VENERDÌ 01 DICEMBRE 2023




Il fatto

Castellammare, morto Don Walsh l'ultimo testimone sceso negli abissi con il Trieste

L'avventura del sommergibile costruito nei cantieri

di Redazione
Castellammare, morto Don Walsh l'ultimo testimone sceso negli abissi con il Trieste

Morto Don Walsh, scese col 'Trieste' nella Fossa Marianne.
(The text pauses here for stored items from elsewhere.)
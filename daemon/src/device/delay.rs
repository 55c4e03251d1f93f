//! DPM-based read delay emulation.
//!
//! Copy-protection checks measure seek-time ratios across the disc; those
//! ratios encode the sector density pattern of the pressed original. The
//! model replays them from the image's density-per-minute data: a seek
//! costs the angular distance travelled (with a 20 ms "head jump" shortcut
//! every full ten rotations), a transfer costs the sectors read divided by
//! the current sectors-per-second rate. Both run on a fixed 12000 RPM
//! spindle.

use std::time::{Duration, Instant};

use tracing::debug;

use crate::image::Disc;

/// Rotations per second at 12000 RPM
const ROTATIONS_PER_SECOND: f64 = 12000.0 / 60.0;

/// Rotations a single sweep may cover before the head jumps
const HEAD_JUMP_ROTATIONS: f64 = 10.0;

/// Cost of one head jump, in microseconds
const HEAD_JUMP_US: i64 = 20_000;

/// Per-device delay accumulator
#[derive(Debug)]
pub struct DelayEmulator {
    current_angle: f64,
    delay_begin: Instant,
    delay_amount_us: i64,
}

impl DelayEmulator {
    pub fn new() -> Self {
        Self {
            current_angle: 0.0,
            delay_begin: Instant::now(),
            delay_amount_us: 0,
        }
    }

    /// Start a delay measurement for an access at `address`
    pub fn begin(
        &mut self,
        disc: &Disc,
        address: i32,
        num_sectors: i32,
        dpm_emulation: bool,
        tr_emulation: bool,
    ) {
        self.delay_begin = Instant::now();
        self.delay_amount_us = 0;
        self.increase(disc, address, num_sectors, dpm_emulation, tr_emulation);
    }

    /// Accumulate delay for an access; a no-op when the image carries no
    /// DPM data for the address
    pub fn increase(
        &mut self,
        disc: &Disc,
        address: i32,
        num_sectors: i32,
        dpm_emulation: bool,
        tr_emulation: bool,
    ) {
        let Some((dpm_angle, dpm_density)) = disc.dpm_data_for_sector(address) else {
            debug!(target: "opticd::delay", address, "no DPM data for sector");
            return;
        };

        if dpm_emulation {
            let mut rotations = (dpm_angle - self.current_angle).abs();
            self.current_angle = dpm_angle;

            debug!(target: "opticd::delay", address, rotations, "seek distance");

            // Long seeks take a shortcut across the spiral instead of
            // following it
            if rotations >= HEAD_JUMP_ROTATIONS {
                while rotations >= HEAD_JUMP_ROTATIONS {
                    rotations -= HEAD_JUMP_ROTATIONS;
                }
                self.delay_amount_us += HEAD_JUMP_US;
            }

            self.delay_amount_us += (rotations / ROTATIONS_PER_SECOND * 1_000_000.0) as i64;
        }

        if tr_emulation {
            let sectors_per_rotation = 360.0 / dpm_density;
            let sectors_per_second = sectors_per_rotation * ROTATIONS_PER_SECOND;

            debug!(
                target: "opticd::delay",
                num_sectors, sectors_per_second, "transfer delay"
            );
            self.delay_amount_us +=
                (num_sectors as f64 / sectors_per_second * 1_000_000.0) as i64;
        }
    }

    /// Sleep off whatever delay remains after compensating for processing
    /// time
    pub fn finalize(&mut self) {
        if self.delay_amount_us == 0 {
            return;
        }

        let elapsed_us = self.delay_begin.elapsed().as_micros() as i64;
        let remaining_us = self.delay_amount_us - elapsed_us;

        debug!(
            target: "opticd::delay",
            calculated = self.delay_amount_us,
            processing = elapsed_us,
            actual = remaining_us,
            "delay finalize"
        );

        if remaining_us > 0 {
            std::thread::sleep(Duration::from_micros(remaining_us as u64));
        }
        self.delay_amount_us = 0;
    }

    /// Pending delay in microseconds (test hook)
    #[cfg(test)]
    fn pending_us(&self) -> i64 {
        self.delay_amount_us
    }
}

impl Default for DelayEmulator {
    fn default() -> Self {
        Self::new()
    }
}

#[cfg(test)]
mod tests {
    use super::*;
    use crate::image::{DpmTable, MediumType};

    fn disc_with_dpm() -> Disc {
        let mut disc = Disc::new(MediumType::Cd);
        // Constant density of 1.5 degrees per sector, 1000 blocks of 100
        disc.set_dpm(DpmTable::from_densities(0, 100, vec![1.5; 1000]));
        disc
    }

    #[test]
    fn test_no_dpm_data_is_noop() {
        let disc = Disc::new(MediumType::Cd);
        let mut delay = DelayEmulator::new();
        delay.begin(&disc, 1000, 16, true, true);
        assert_eq!(delay.pending_us(), 0);
    }

    #[test]
    fn test_short_seek_proportional_to_rotations() {
        let disc = disc_with_dpm();
        let mut delay = DelayEmulator::new();

        // From angle 0 to sector 1200: angle = 1200 * 1.5 / 360 = 5 rotations
        delay.begin(&disc, 1200, 0, true, false);
        let expected = (5.0 / ROTATIONS_PER_SECOND * 1_000_000.0) as i64;
        assert!((delay.pending_us() - expected).abs() <= 1);

        // Seeking back to the same spot costs nothing
        delay.begin(&disc, 1200, 0, true, false);
        assert_eq!(delay.pending_us(), 0);
    }

    #[test]
    fn test_long_seek_takes_head_jump() {
        let disc = disc_with_dpm();
        let mut delay = DelayEmulator::new();

        // Sector 6000: 25 rotations away; two jumps reduce it below ten
        delay.begin(&disc, 6000, 0, true, false);
        let residual = 5.0; // 25 - 2*10
        let expected = HEAD_JUMP_US + (residual / ROTATIONS_PER_SECOND * 1_000_000.0) as i64;
        assert!((delay.pending_us() - expected).abs() <= 1);
    }

    #[test]
    fn test_transfer_delay() {
        let disc = disc_with_dpm();
        let mut delay = DelayEmulator::new();

        // 240 sectors per rotation at 1.5 deg/sector, 200 rotations/s
        delay.begin(&disc, 0, 4800, false, true);
        let sectors_per_second = (360.0 / 1.5) * ROTATIONS_PER_SECOND;
        let expected = (4800.0 / sectors_per_second * 1_000_000.0) as i64;
        assert!((delay.pending_us() - expected).abs() <= 1);
    }

    #[test]
    fn test_disabled_emulation_accumulates_nothing() {
        let disc = disc_with_dpm();
        let mut delay = DelayEmulator::new();
        delay.begin(&disc, 3000, 64, false, false);
        assert_eq!(delay.pending_us(), 0);
    }

    #[test]
    fn test_finalize_with_no_delay_returns_immediately() {
        let mut delay = DelayEmulator::new();
        let start = Instant::now();
        delay.finalize();
        assert!(start.elapsed() < Duration::from_millis(5));
    }
}
//! Unit state and audio commands: TEST UNIT READY, START/STOP UNIT,
//! PREVENT/ALLOW MEDIUM REMOVAL, PLAY AUDIO (10)/(12)/MSF, PAUSE/RESUME.

use tracing::debug;

use opticd_common::scsi::{asc_ascq, audio_status, cdb_get_u16, cdb_get_u32, opcode, sense_key};

use super::super::kernel_io::CommandIo;
use super::super::mode_pages::capabilities;
use super::super::{Device, MediaEvent};
use crate::image::msf::msf_to_lba;
use opticd_common::DaemonError;

/// TEST UNIT READY
pub(super) fn command_test_unit_ready(
    dev: &mut Device,
    io: &mut CommandIo<'_>,
    _cdb: &[u8; 12],
) -> bool {
    if !dev.loaded() {
        debug!(target: "opticd::mmc", "medium not present");
        dev.write_sense(io, sense_key::NOT_READY, asc_ascq::MEDIUM_NOT_PRESENT);
        return false;
    }

    // A medium change is reported once as a unit attention; the SCSI layer
    // relies on it to refresh the medium block size
    if dev.media_event == MediaEvent::NewMedia {
        debug!(target: "opticd::mmc", "reporting media changed");
        dev.media_event = MediaEvent::NoChange;
        dev.write_sense(io, sense_key::UNIT_ATTENTION, asc_ascq::NOT_READY_TO_READY_CHANGE);
        return false;
    }

    true
}

/// START/STOP UNIT
pub(super) fn command_start_stop_unit(
    dev: &mut Device,
    io: &mut CommandIo<'_>,
    cdb: &[u8; 12],
) -> bool {
    let lo_ej = cdb[4] & 0x02 != 0;
    let start = cdb[4] & 0x01 != 0;

    debug!(target: "opticd::mmc", lo_ej, start, "start/stop unit");

    if lo_ej && !start {
        debug!(target: "opticd::mmc", "unloading disc");
        if let Err(DaemonError::DeviceLocked) = dev.unload_disc_locked(false) {
            debug!(target: "opticd::mmc", "failed to unload disc");
            dev.write_sense(io, sense_key::NOT_READY, asc_ascq::MEDIUM_REMOVAL_PREVENTED);
            return false;
        }
    }

    true
}

/// PREVENT/ALLOW MEDIUM REMOVAL
pub(super) fn command_prevent_allow_medium_removal(
    dev: &mut Device,
    io: &mut CommandIo<'_>,
    cdb: &[u8; 12],
) -> bool {
    let prevent = cdb[4] & 0x01 != 0;
    let _ = io;

    dev.locked = prevent;
    if let Some(page) = dev.mode_pages.get_current_mut(0x2A) {
        capabilities::set_lock_state(page, prevent);
    }

    debug!(target: "opticd::mmc", locked = prevent, "medium removal lock");
    true
}

/// PLAY AUDIO (10), (12) and MSF
pub(super) fn command_play_audio(dev: &mut Device, io: &mut CommandIo<'_>, cdb: &[u8; 12]) -> bool {
    let (start_sector, end_sector);
    if cdb[0] == opcode::PLAY_AUDIO_10 {
        start_sector = cdb_get_u32(cdb, 2) as i32;
        end_sector = start_sector + cdb_get_u16(cdb, 7) as i32;
    } else if cdb[0] == opcode::PLAY_AUDIO_12 {
        start_sector = cdb_get_u32(cdb, 2) as i32;
        end_sector = start_sector + cdb_get_u32(cdb, 6) as i32;
    } else {
        start_sector = msf_to_lba(cdb[3], cdb[4], cdb[5], true);
        end_sector = msf_to_lba(cdb[6], cdb[7], cdb[8], true);
    }

    if !dev.loaded() {
        debug!(target: "opticd::mmc", "medium not present");
        dev.write_sense(io, sense_key::NOT_READY, asc_ascq::MEDIUM_NOT_PRESENT);
        return false;
    }

    debug!(target: "opticd::mmc", start_sector, end_sector, "playing audio");

    if !dev.audio.start(dev.disc.as_ref().unwrap(), start_sector, end_sector) {
        debug!(target: "opticd::mmc", "failed to start audio play");
        dev.write_sense(io, sense_key::ILLEGAL_REQUEST, asc_ascq::INVALID_FIELD_IN_CDB);
        return false;
    }

    true
}

/// PAUSE/RESUME
pub(super) fn command_pause_resume(dev: &mut Device, io: &mut CommandIo<'_>, cdb: &[u8; 12]) -> bool {
    let resume = cdb[8] & 0x01 != 0;
    let status = dev.audio.status();

    // Requesting either operation outside a play context is an error;
    // being already in the target state is not
    if status != audio_status::PAUSED && status != audio_status::PLAYING {
        debug!(target: "opticd::mmc", resume, status, "pause/resume in invalid state");
        dev.write_sense(io, sense_key::ILLEGAL_REQUEST, asc_ascq::COMMAND_SEQUENCE_ERROR);
        return false;
    }

    if resume && status != audio_status::PLAYING {
        dev.audio.resume();
    }
    if !resume && status != audio_status::PAUSED {
        dev.audio.pause();
    }

    true
}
L'ultimo testimone dell'esperienza con il batiscafo costruito a Castellammare. 

A guardare la foto in bianco/nero in cui il segaligno scienziato Jacques Piccard e il militare della US Navy Don Walsh biondo con gli occhi azzurri sono stretti in un minuscolo cilindro tra complesse strumentazioni, ci si chiede come sia stato possibile che in un così angusto spazio abbiano trascorso molte ore: il tempo necessario per raggiungere il punto sottacqua più profondo del pianeta, la Fossa delle Marianne, 10.916 metri.
Di quella storica e incredibile missione oggi non rimane più nessuno: Piccard morì nella sua Svizzera il primo novembre 2008; pochi giorni fa, alla veneranda età
di 92 anni, è morto anche Donald Walsh.

Per la precisione, il 12 novembre scorso nella sua casa di Myrtle Point, in Oregon (Usa). In quella missione un ruolo
importante lo ebbe anche l'Italia: il batiscafo oceanologico si chiamava, non a caso, "Trieste". La Us Navy lo acquistò nel 1958 pagandolo 250 mila euro ma era
stato progettato da Auguste Piccard (padre di Jacques) e realizzato in Italia. Lungo poco più di 18 metri era stato inizialmente costruito nel 1953 dai Cantieri San Marco di Trieste dei Cantieri Riuniti dell' Adriatico, mentre la sfera di immersione, in acciaio inossidabile, fu opera delle acciaierie di Terni; l'oblò fu invece realizzato nelle officine Galileo di Firenze.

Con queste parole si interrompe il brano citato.